_ACTIVITY_.
Would you please state how many lines in the entries contain the word "PresenceTracker"? Only the number should be given.

_MATERIAL FOR THE TASK_.
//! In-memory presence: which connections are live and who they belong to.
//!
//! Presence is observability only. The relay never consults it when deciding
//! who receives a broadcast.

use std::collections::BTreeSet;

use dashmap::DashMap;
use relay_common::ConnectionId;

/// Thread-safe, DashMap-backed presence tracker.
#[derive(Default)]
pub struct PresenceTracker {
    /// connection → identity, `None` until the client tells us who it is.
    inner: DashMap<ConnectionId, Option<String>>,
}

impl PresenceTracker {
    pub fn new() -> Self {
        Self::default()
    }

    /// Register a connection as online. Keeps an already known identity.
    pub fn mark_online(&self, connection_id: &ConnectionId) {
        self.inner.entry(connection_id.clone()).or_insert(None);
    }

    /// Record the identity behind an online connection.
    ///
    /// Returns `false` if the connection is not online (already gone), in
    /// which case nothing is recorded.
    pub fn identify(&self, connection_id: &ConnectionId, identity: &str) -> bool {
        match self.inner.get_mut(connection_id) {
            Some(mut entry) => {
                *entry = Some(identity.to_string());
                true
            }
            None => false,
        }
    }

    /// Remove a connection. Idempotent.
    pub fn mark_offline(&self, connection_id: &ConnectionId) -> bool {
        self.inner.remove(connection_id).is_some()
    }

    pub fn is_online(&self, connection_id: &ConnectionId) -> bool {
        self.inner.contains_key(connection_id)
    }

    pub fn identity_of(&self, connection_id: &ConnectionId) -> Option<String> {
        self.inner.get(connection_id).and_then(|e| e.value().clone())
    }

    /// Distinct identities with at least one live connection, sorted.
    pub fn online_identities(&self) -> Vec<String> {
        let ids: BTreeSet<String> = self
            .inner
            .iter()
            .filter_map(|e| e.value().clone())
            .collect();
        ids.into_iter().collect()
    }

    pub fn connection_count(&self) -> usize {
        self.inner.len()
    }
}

_TASK OUTPUT_.
2